# HPF data exploratory

In the last notebook we started by plotting one of the $\sim$410 available Goldilocks spectra.  In this notebook we will begin exploring the data through quantifying **line strengths**.  We can break the signals into a few distinct categories:

1. Earth Atmosphere: Absorption
2. Earth Atmosphere: Emission
3. Stellar Absorption
4. Exoplanet Atmosphere Transmission (if in-transit)

Our ultimate goal is to separate signals into these categories.

In [None]:
import matplotlib.pyplot as plt
import numpy as np
import pandas as pd
import os
import glob
from astropy.io import fits
import seaborn as sns
%matplotlib inline
%config InlineBackend.figure_format='retina'
sns.set_context('paper')

HPF raw data gets processed with two different data reduction pipelines: *Goldilocks* and the default facility data reduction from the Penn State Instrument Team.  These two reductions have slightly different precisions, but for our purposes are essentially indistinguishable.  However, the data columns have different names, so they have to be handled differently.

In [None]:
goldilocks_files = glob.glob('../data/HPF/Helium-transit-data/**/Goldilocks*.fits', recursive=True)
pennstate_files = glob.glob('../data/HPF/Helium-transit-data/**/Slope*.fits', recursive=True)

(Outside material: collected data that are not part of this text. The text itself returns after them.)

//! Duration field normalization.
//!
//! A duration field arrives either as a duration literal (`"10s"`,
//! `"1h30m"`, `"250ms"`) or as a raw count of nanoseconds. Both end up as a
//! [`chrono::Duration`].

use chrono::Duration;
use lazy_static::lazy_static;
use regex::Regex;
use serde_json::{Number, Value};

use crate::error::{CheckDefinitionError, Result};

const NANOS_PER_MICRO: i128 = 1_000;
const NANOS_PER_MILLI: i128 = 1_000_000;
const NANOS_PER_SECOND: i128 = 1_000_000_000;
const NANOS_PER_MINUTE: i128 = 60 * NANOS_PER_SECOND;
const NANOS_PER_HOUR: i128 = 60 * NANOS_PER_MINUTE;

/// Fraction digits beyond this contribute less than a nanosecond even for hours.
const MAX_FRACTION_DIGITS: usize = 18;

lazy_static! {
    /// Whole-literal grammar: optional sign, then `0` or one or more
    /// decimal/unit terms.
    static ref DURATION_LITERAL: Regex = Regex::new(
        r"^[-+]?(0|(([0-9]+(\.[0-9]*)?|\.[0-9]+)(ns|us|µs|μs|ms|s|m|h))+)$"
    )
    .unwrap();

    /// One decimal/unit term within a validated literal.
    static ref DURATION_TERM: Regex =
        Regex::new(r"([0-9]*)(?:\.([0-9]*))?(ns|us|µs|μs|ms|s|m|h)").unwrap();
}

/// Raw, not yet normalized, duration slot value.
#[derive(Debug, Clone, PartialEq)]
pub enum RawDuration {
    Literal(String),
    Nanos(Number),
}

impl RawDuration {
    /// Classify a document value. Anything but a string or number is malformed.
    pub fn from_value(key: &str, value: &Value) -> Result<Self> {
        match value {
            Value::String(s) => Ok(RawDuration::Literal(s.clone())),
            Value::Number(n) => Ok(RawDuration::Nanos(n.clone())),
            _ => Err(CheckDefinitionError::malformed(
                key,
                value,
                "expected a duration string or nanosecond count",
            )),
        }
    }

    /// Normalize into a duration. `key` names the field in errors.
    pub fn normalize(&self, key: &str) -> Result<Duration> {
        match self {
            RawDuration::Literal(literal) => parse_duration_literal(literal).map_err(|reason| {
                CheckDefinitionError::malformed(key, &Value::String(literal.clone()), reason)
            }),
            RawDuration::Nanos(n) => nanos_to_duration(n).map_err(|reason| {
                CheckDefinitionError::malformed(key, &Value::Number(n.clone()), reason)
            }),
        }
    }
}

/// Parse a duration literal such as `"300ms"`, `"-1.5h"` or `"2h45m"`.
pub fn parse_duration_literal(literal: &str) -> std::result::Result<Duration, String> {
    if !DURATION_LITERAL.is_match(literal) {
        return Err("invalid duration literal".to_string());
    }

    let (negative, body) = match literal.as_bytes().first() {
        Some(b'-') => (true, &literal[1..]),
        Some(b'+') => (false, &literal[1..]),
        _ => (false, literal),
    };
    if body == "0" {
        return Ok(Duration::zero());
    }

    let overflow = || "duration literal out of range".to_string();
    let mut total: i128 = 0;

    for term in DURATION_TERM.captures_iter(body) {
        let unit = unit_nanos(&term[3]);

        let whole: i128 = match &term[1] {
            "" => 0,
            digits => digits.parse().map_err(|_| overflow())?,
        };
        total = whole
            .checked_mul(unit)
            .and_then(|v| total.checked_add(v))
            .ok_or_else(overflow)?;

        if let Some(fraction) = term.get(2) {
            let digits = &fraction.as_str()[..fraction.as_str().len().min(MAX_FRACTION_DIGITS)];
            if !digits.is_empty() {
                let value: i128 = digits.parse().map_err(|_| overflow())?;
                let scale = 10i128.pow(digits.len() as u32);
                total += value * unit / scale;
            }
        }

        // i64::MIN magnitude is the largest a literal may reach
        if total > i64::MAX as i128 + 1 {
            return Err(overflow());
        }
    }

    let signed = if negative { -total } else { total };
    i64::try_from(signed)
        .map(Duration::nanoseconds)
        .map_err(|_| overflow())
}

fn unit_nanos(unit: &str) -> i128 {
    match unit {
        "ns" => 1,
        "us" | "µs" | "μs" => NANOS_PER_MICRO,
        "ms" => NANOS_PER_MILLI,
        "s" => NANOS_PER_SECOND,
        "m" => NANOS_PER_MINUTE,
        _ => NANOS_PER_HOUR,
    }
}

/// A numeric duration is a nanosecond count taken verbatim. Fractional
/// counts truncate toward zero.
fn nanos_to_duration(n: &Number) -> std::result::Result<Duration, String> {
    if let Some(nanos) = n.as_i64() {
        return Ok(Duration::nanoseconds(nanos));
    }
    if n.is_u64() {
        return Err("nanosecond count out of range".to_string());
    }
    match n.as_f64() {
        Some(f) if f.is_finite() && f >= -9_223_372_036_854_775_808.0 && f < 9_223_372_036_854_775_808.0 => {
            Ok(Duration::nanoseconds(f.trunc() as i64))
        }
        _ => Err("nanosecond count out of range".to_string()),
    }
}

#[cfg(test)]
mod tests {
    use super::*;
    use serde_json::json;

    fn parse(s: &str) -> Duration {
        parse_duration_literal(s).unwrap()
    }

    #[test]
    fn test_simple_literals() {
        assert_eq!(parse("5s"), Duration::seconds(5));
        assert_eq!(parse("10s").num_nanoseconds(), Some(10_000_000_000));
        assert_eq!(parse("300ms"), Duration::milliseconds(300));
        assert_eq!(parse("1h"), Duration::hours(1));
        assert_eq!(parse("2m"), Duration::minutes(2));
        assert_eq!(parse("7ns"), Duration::nanoseconds(7));
    }

    #[test]
    fn test_microsecond_spellings() {
        assert_eq!(parse("2us"), Duration::microseconds(2));
        assert_eq!(parse("2µs"), Duration::microseconds(2));
        assert_eq!(parse("2μs"), Duration::microseconds(2));
    }

    #[test]
    fn test_compound_and_fractional() {
        assert_eq!(parse("1h30m"), Duration::minutes(90));
        assert_eq!(parse("1.5s"), Duration::milliseconds(1500));
        assert_eq!(parse(".5s"), Duration::milliseconds(500));
        assert_eq!(parse("1.s"), Duration::seconds(1));
        assert_eq!(parse("1.5ns"), Duration::nanoseconds(1));
        assert_eq!(parse("2h45m30.5s"), Duration::milliseconds(9_930_500));
    }

    #[test]
    fn test_signs_and_zero() {
        assert_eq!(parse("-2m"), Duration::minutes(-2));
        assert_eq!(parse("+2m"), Duration::minutes(2));
        assert_eq!(parse("0"), Duration::zero());
        assert_eq!(parse("-0"), Duration::zero());
        assert_eq!(parse("0s"), Duration::zero());
    }

    #[test]
    fn test_malformed_literals() {
        for bad in ["bogus", "", "5", "1.5", "s", ".", ".s", "1d", "5 s", " 5s", "-", "5S", "1h-30m"] {
            assert!(parse_duration_literal(bad).is_err(), "{:?} should be rejected", bad);
        }
    }

    #[test]
    fn test_range_limits() {
        assert_eq!(parse("2562047h47m16.854775807s").num_nanoseconds(), Some(i64::MAX));
        assert_eq!(parse("-2562047h47m16.854775808s").num_nanoseconds(), Some(i64::MIN));
        assert!(parse_duration_literal("2562047h47m16.854775808s").is_err());
        assert!(parse_duration_literal("9999999999h").is_err());
        assert!(parse_duration_literal("99999999999999999999999999999999999999999s").is_err());
    }

    #[test]
    fn test_numeric_nanos_verbatim() {
        let raw = RawDuration::from_value("TTL", &json!(5_000_000_000i64)).unwrap();
        assert_eq!(raw.normalize("TTL").unwrap().num_nanoseconds(), Some(5_000_000_000));

        let raw = RawDuration::from_value("TTL", &json!(-3)).unwrap();
        assert_eq!(raw.normalize("TTL").unwrap(), Duration::nanoseconds(-3));
    }

    #[test]
    fn test_numeric_float_truncates() {
        let raw = RawDuration::from_value("Interval", &json!(1.9)).unwrap();
        assert_eq!(raw.normalize("Interval").unwrap(), Duration::nanoseconds(1));
        let raw = RawDuration::from_value("Interval", &json!(-1.9)).unwrap();
        assert_eq!(raw.normalize("Interval").unwrap(), Duration::nanoseconds(-1));
    }

    #[test]
    fn test_numeric_out_of_range() {
        let raw = RawDuration::from_value("Timeout", &json!(u64::MAX)).unwrap();
        assert!(raw.normalize("Timeout").is_err());
        let raw = RawDuration::from_value("Timeout", &json!(1e300)).unwrap();
        assert!(raw.normalize("Timeout").is_err());
    }

    #[test]
    fn test_other_types_rejected() {
        for bad in [json!(true), json!([1]), json!({"s": 1})] {
            let err = RawDuration::from_value("TTL", &bad).unwrap_err();
            assert!(err.is_malformed_value());
        }
    }

    #[test]
    fn test_malformed_literal_names_field_and_value() {
        let raw = RawDuration::from_value("Interval", &json!("bogus")).unwrap();
        let err = raw.normalize("Interval").unwrap_err();
        match err {
            CheckDefinitionError::MalformedValue { field, value, .. } => {
                assert_eq!(field, "Interval");
                assert_eq!(value, "\"bogus\"");
            }
            other => panic!("unexpected error: {:?}", other),
        }
    }
}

Let's define a function that takes in a `fits` filename and returns a dataframe.

In [None]:
def get_goldilocks_dataframe(fn):
    """Return a pandas Dataframe given a Goldilocks FITS file name"""
    hdus = fits.open(fn)
    df_original = pd.DataFrame()
    for j in range(28):
        df = pd.DataFrame()
        for i in range(1, 10):
            name = hdus[i].name
            df[name] = hdus[i].data[j, :]
        df['order'] = j
        df_original = df_original.append(df, ignore_index=True)
    keep_mask = df_original[df_original.columns[0:6]] != 0.0
    df_original = df_original[keep_mask.all(axis=1)].reset_index(drop=True)
    
    return df_original

In [None]:
index = 123 # Pick a number in the range (0,410]
fn = goldilocks_files[index]

In [None]:
%time df = get_goldilocks_dataframe(fn)

In [None]:
sns.set_palette("Reds", n_colors=28)

In [None]:
plt.figure(figsize=(16, 5))
for order, group in df.groupby('order'):
    plt.plot(group['Sci Wavl'], group['Sci Flux'], label=order);
plt.xlabel('$\lambda$ ($\AA$)');
plt.ylabel('Raw Flux')
plt.ylim(-3, 30)
plt.legend(ncol=7, title='Echelle Order #', fontsize=11);

In [None]:
plt.figure(figsize=(16, 5))
order = 16
mask = df.order == order
plt.step(df['Sci Wavl'][mask], df['Sci Flux'][mask], label=order, color='#2980b9');
plt.xlabel('$\lambda$ ($\AA$)');
plt.ylabel('Raw Flux')
plt.legend(ncol=7, title='Echelle Order #', fontsize=11);